**WHAT YOU NEED TO DO**: Set down word for word the lines that begin the entries and run through the line containing "fn src(text: &str)". Give nothing further.

▼▼▼

//! End-to-end tests for the bridge runtime.
//!
//! These exercise the whole stack together: transfer buffers, the context
//! pool, deadline enforcement, fault eviction, and rolling reloads under
//! concurrent dispatch.

use fastbridge_runtime::{
    Bridge, BridgeError, Encoding, HandlerSource, RuntimeConfig,
};
use serde_json::json;
use std::fs;
use std::time::Duration;
use tempfile::NamedTempFile;

fn create_handler_script(content: &str) -> NamedTempFile {
    let file = NamedTempFile::new().unwrap();
    fs::write(file.path(), content).unwrap();
    file
}

fn src(text: &str) -> HandlerSource {
    HandlerSource::new("test.js", text)
}

async fn start_bridge(source: &str, config: RuntimeConfig) -> Bridge {
    Bridge::start_with_sources(config, vec![src(source)])
        .await
        .unwrap()
}

// ============================================================================
// Dispatch Path
// ============================================================================

#[tokio::test]
async fn test_dispatch_from_script_file() {
    let script = create_handler_script(
        r#"
        fastbridge.register('add', function(args) {
            return { sum: args.a + args.b };
        });
        "#,
    );

    let bridge = Bridge::start(RuntimeConfig::default(), &[script.path()])
        .await
        .unwrap();

    let body = serde_json::to_vec(&json!({"a": 2, "b": 3})).unwrap();
    let result = bridge.dispatch("add", &body, Encoding::Json).await.unwrap();
    let value: serde_json::Value = serde_json::from_slice(&result).unwrap();
    assert_eq!(value, json!({"sum": 5}));
}

#[tokio::test]
async fn test_concurrent_dispatch_spreads_over_pool() {
    let bridge = start_bridge(
        "fastbridge.register('echo', function(args) { return args; });",
        RuntimeConfig {
            pool_size: 4,
            ..Default::default()
        },
    )
    .await;

    let mut tasks = Vec::new();
    for i in 0..32u64 {
        let bridge = bridge.clone();
        tasks.push(tokio::spawn(async move {
            let body = serde_json::to_vec(&json!({"i": i})).unwrap();
            let result = bridge.dispatch("echo", &body, Encoding::Json).await.unwrap();
            let value: serde_json::Value = serde_json::from_slice(&result).unwrap();
            assert_eq!(value, json!({"i": i}));
        }));
    }
    for task in tasks {
        task.await.unwrap();
    }

    let health = bridge.health();
    assert_eq!(health.total_executed, 32);
    assert_eq!(health.total_failed, 0);
    assert_eq!(health.idle_contexts, 4);
}

#[tokio::test]
async fn test_byte_payload_round_trip() {
    let bridge = start_bridge(
        r#"
        fastbridge.register('sum', function(bytes) {
            var total = 0;
            for (var i = 0; i < bytes.length; i++) { total += bytes[i]; }
            return total;
        });
        "#,
        RuntimeConfig::default(),
    )
    .await;

    let result = bridge
        .dispatch("sum", &[10, 20, 30], Encoding::Bytes)
        .await
        .unwrap();
    let value: serde_json::Value = serde_json::from_slice(&result).unwrap();
    assert_eq!(value, json!(60));
}

#[tokio::test]
async fn test_script_throw_does_not_kill_context() {
    let bridge = start_bridge(
        r#"
        fastbridge.register('fragile', function(args) {
            if (args.fail) { throw new Error('requested failure'); }
            return 'ok';
        });
        "#,
        RuntimeConfig {
            pool_size: 1,
            ..Default::default()
        },
    )
    .await;

    let body = serde_json::to_vec(&json!({"fail": true})).unwrap();
    let err = bridge.dispatch("fragile", &body, Encoding::Json).await.unwrap_err();
    assert!(matches!(err, BridgeError::HandlerPanicked { .. }));

    // same single context keeps serving
    let body = serde_json::to_vec(&json!({"fail": false})).unwrap();
    let result = bridge.dispatch("fragile", &body, Encoding::Json).await.unwrap();
    let value: serde_json::Value = serde_json::from_slice(&result).unwrap();
    assert_eq!(value, json!("ok"));

    let health = bridge.health();
    assert_eq!(health.total_failed, 1);
}

// ============================================================================
// Deadlines and Fault Eviction
// ============================================================================

#[tokio::test(flavor = "multi_thread", worker_threads = 4)]
async fn test_deadline_miss_sacrifices_context_others_unaffected() {
    // pool of 2, three concurrent requests, all on a 50ms deadline, one of
    // them stuck well past it: the two fast ones succeed within the
    // deadline, the slow one times out, and the stuck context is replaced
    let bridge = start_bridge(
        r#"
        fastbridge.register('work', function(args) {
            var end = Date.now() + args.ms;
            while (Date.now() < end) {}
            return 'done';
        });
        "#,
        RuntimeConfig {
            pool_size: 2,
            request_timeout_ms: 1_000,
            ..Default::default()
        },
    )
    .await;

    let slow = {
        let bridge = bridge.clone();
        tokio::spawn(async move {
            let body = serde_json::to_vec(&json!({"ms": 200})).unwrap();
            bridge
                .dispatch_with_deadline("work", &body, Encoding::Json, Duration::from_millis(50))
                .await
        })
    };
    // let the slow request claim a context first
    tokio::time::sleep(Duration::from_millis(10)).await;

    let mut fast = Vec::new();
    for _ in 0..2 {
        let bridge = bridge.clone();
        fast.push(tokio::spawn(async move {
            let body = serde_json::to_vec(&json!({"ms": 1})).unwrap();
            bridge
                .dispatch_with_deadline("work", &body, Encoding::Json, Duration::from_millis(50))
                .await
        }));
    }

    let err = slow.await.unwrap().unwrap_err();
    assert!(matches!(err, BridgeError::Timeout(50)));
    for task in fast {
        let result = task.await.unwrap().unwrap();
        let value: serde_json::Value = serde_json::from_slice(&result).unwrap();
        assert_eq!(value, json!("done"));
    }

    // the sacrificed slot's replacement rejoins the pool
    for _ in 0..100 {
        if bridge.health().idle_contexts == 2 {
            break;
        }
        tokio::time::sleep(Duration::from_millis(20)).await;
    }
    assert_eq!(bridge.health().idle_contexts, 2);
}

#[tokio::test]
async fn test_repeated_faults_evict_context() {
    let bridge = start_bridge(
        r#"
        var served = 0;
        fastbridge.register('boom', function() { throw new Error('no'); });
        fastbridge.register('count', function() { served += 1; return served; });
        "#,
        RuntimeConfig {
            pool_size: 1,
            fault_threshold: 3,
            ..Default::default()
        },
    )
    .await;

    // warm the context's private counter
    bridge.dispatch("count", b"{}", Encoding::Json).await.unwrap();

    for _ in 0..3 {
        let err = bridge.dispatch("boom", b"{}", Encoding::Json).await.unwrap_err();
        assert!(matches!(err, BridgeError::HandlerPanicked { .. }));
    }

    // the evicted context's replacement starts with fresh globals
    let mut value = json!(null);
    for _ in 0..100 {
        if let Ok(result) = bridge
            .dispatch_with_deadline("count", b"{}", Encoding::Json, Duration::from_secs(2))
            .await
        {
            value = serde_json::from_slice(&result).unwrap();
            break;
        }
        tokio::time::sleep(Duration::from_millis(20)).await;
    }
    assert_eq!(value, json!(1));
}

// ============================================================================
// Rolling Reload
// ============================================================================

#[tokio::test(flavor = "multi_thread", worker_threads = 4)]
async fn test_reload_under_concurrent_dispatch() {
    let bridge = start_bridge(
        "fastbridge.register('version', function() { return 1; });",
        RuntimeConfig {
            pool_size: 3,
            reload_parallelism: 1,
            ..Default::default()
        },
    )
    .await;

    let traffic = {
        let bridge = bridge.clone();
        tokio::spawn(async move {
            // every in-flight response is a whole value from exactly one
            // generation, never a mix
            for _ in 0..60 {
                let result = bridge.dispatch("version", b"{}", Encoding::Json).await.unwrap();
                let value: serde_json::Value = serde_json::from_slice(&result).unwrap();
                assert!(value == json!(1) || value == json!(2), "got {value}");
                tokio::time::sleep(Duration::from_millis(2)).await;
            }
        })
    };

    tokio::time::sleep(Duration::from_millis(20)).await;
    let report = bridge
        .reload_sources(vec![src(
            "fastbridge.register('version', function() { return 2; });",
        )])
        .await
        .unwrap();
    assert!(report.is_complete());
    assert_eq!(report.generation, 2);

    traffic.await.unwrap();

    // after convergence only the new generation answers
    let result = bridge.dispatch("version", b"{}", Encoding::Json).await.unwrap();
    let value: serde_json::Value = serde_json::from_slice(&result).unwrap();
    assert_eq!(value, json!(2));
}

#[tokio::test]
async fn test_failed_reload_leaves_old_set_serving() {
    let bridge = start_bridge(
        "fastbridge.register('greet', function() { return 'hello'; });",
        RuntimeConfig {
            pool_size: 2,
            ..Default::default()
        },
    )
    .await;

    let err = bridge
        .reload_sources(vec![src("function ( broken")])
        .await
        .unwrap_err();
    assert!(matches!(err, BridgeError::CompileError(_)));
    assert_eq!(bridge.generation(), 1);

    // old handlers still answer on every context
    for _ in 0..4 {
        let result = bridge.dispatch("greet", b"{}", Encoding::Json).await.unwrap();
        let value: serde_json::Value = serde_json::from_slice(&result).unwrap();
        assert_eq!(value, json!("hello"));
    }
}

#[tokio::test]
async fn test_reload_replaces_route_table() {
    let bridge = start_bridge(
        "fastbridge.register('old_route', function() { return 1; });",
        RuntimeConfig {
            pool_size: 2,
            ..Default::default()
        },
    )
    .await;

    bridge
        .reload_sources(vec![src(
            "fastbridge.register('new_route', function() { return 2; });",
        )])
        .await
        .unwrap();

    let err = bridge.dispatch("old_route", b"{}", Encoding::Json).await.unwrap_err();
    assert!(matches!(err, BridgeError::HandlerNotFound(_)));

    let result = bridge.dispatch("new_route", b"{}", Encoding::Json).await.unwrap();
    let value: serde_json::Value = serde_json::from_slice(&result).unwrap();
    assert_eq!(value, json!(2));
    assert_eq!(bridge.routes(), vec!["new_route".to_string()]);
}

#[tokio::test]
async fn test_reload_from_updated_file() {
    let script = create_handler_script(
        "fastbridge.register('config', function() { return 'v1'; });",
    );
    let bridge = Bridge::start(
        RuntimeConfig {
            pool_size: 2,
            ..Default::default()
        },
        &[script.path()],
    )
    .await
    .unwrap();

    fs::write(
        script.path(),
        "fastbridge.register('config', function() { return 'v2'; });",
    )
    .unwrap();
    let report = bridge.reload(&[script.path()]).await.unwrap();
    assert!(report.is_complete());

    let result = bridge.dispatch("config", b"{}", Encoding::Json).await.unwrap();
    let value: serde_json::Value = serde_json::from_slice(&result).unwrap();
    assert_eq!(value, json!("v2"));
}

// ============================================================================
// Lifecycle
// ============================================================================

#[tokio::test]
async fn test_resize_then_dispatch() {
    let bridge = start_bridge(
        "fastbridge.register('noop', function() { return null; });",
        RuntimeConfig {
            pool_size: 1,
            ..Default::default()
        },
    )
    .await;

    bridge.resize(3).await.unwrap();
    assert_eq!(bridge.health().idle_contexts, 3);

    for _ in 0..6 {
        bridge.dispatch("noop", b"{}", Encoding::Json).await.unwrap();
    }
    assert_eq!(bridge.health().total_executed, 6);
}

#[tokio::test]
async fn test_shutdown_is_terminal() {
    let bridge = start_bridge(
        "fastbridge.register('noop', function() { return null; });",
        RuntimeConfig::default(),
    )
    .await;

    bridge.shutdown().await;
    let err = bridge.dispatch("noop", b"{}", Encoding::Json).await.unwrap_err();
    assert!(matches!(err, BridgeError::Shutdown));

    // repeat shutdown is harmless
    bridge.shutdown().await;
}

▲▲▲

**EXERCISE ANSWER**:
//! End-to-end tests for the bridge runtime.
//!
//! These exercise the whole stack together: transfer buffers, the context
//! pool, deadline enforcement, fault eviction, and rolling reloads under
//! concurrent dispatch.

use fastbridge_runtime::{
    Bridge, BridgeError, Encoding, HandlerSource, RuntimeConfig,
};
use serde_json::json;
use std::fs;
use std::time::Duration;
use tempfile::NamedTempFile;

fn create_handler_script(content: &str) -> NamedTempFile {
    let file = NamedTempFile::new().unwrap();
    fs::write(file.path(), content).unwrap();
    file
}

fn src(text: &str) -> HandlerSource {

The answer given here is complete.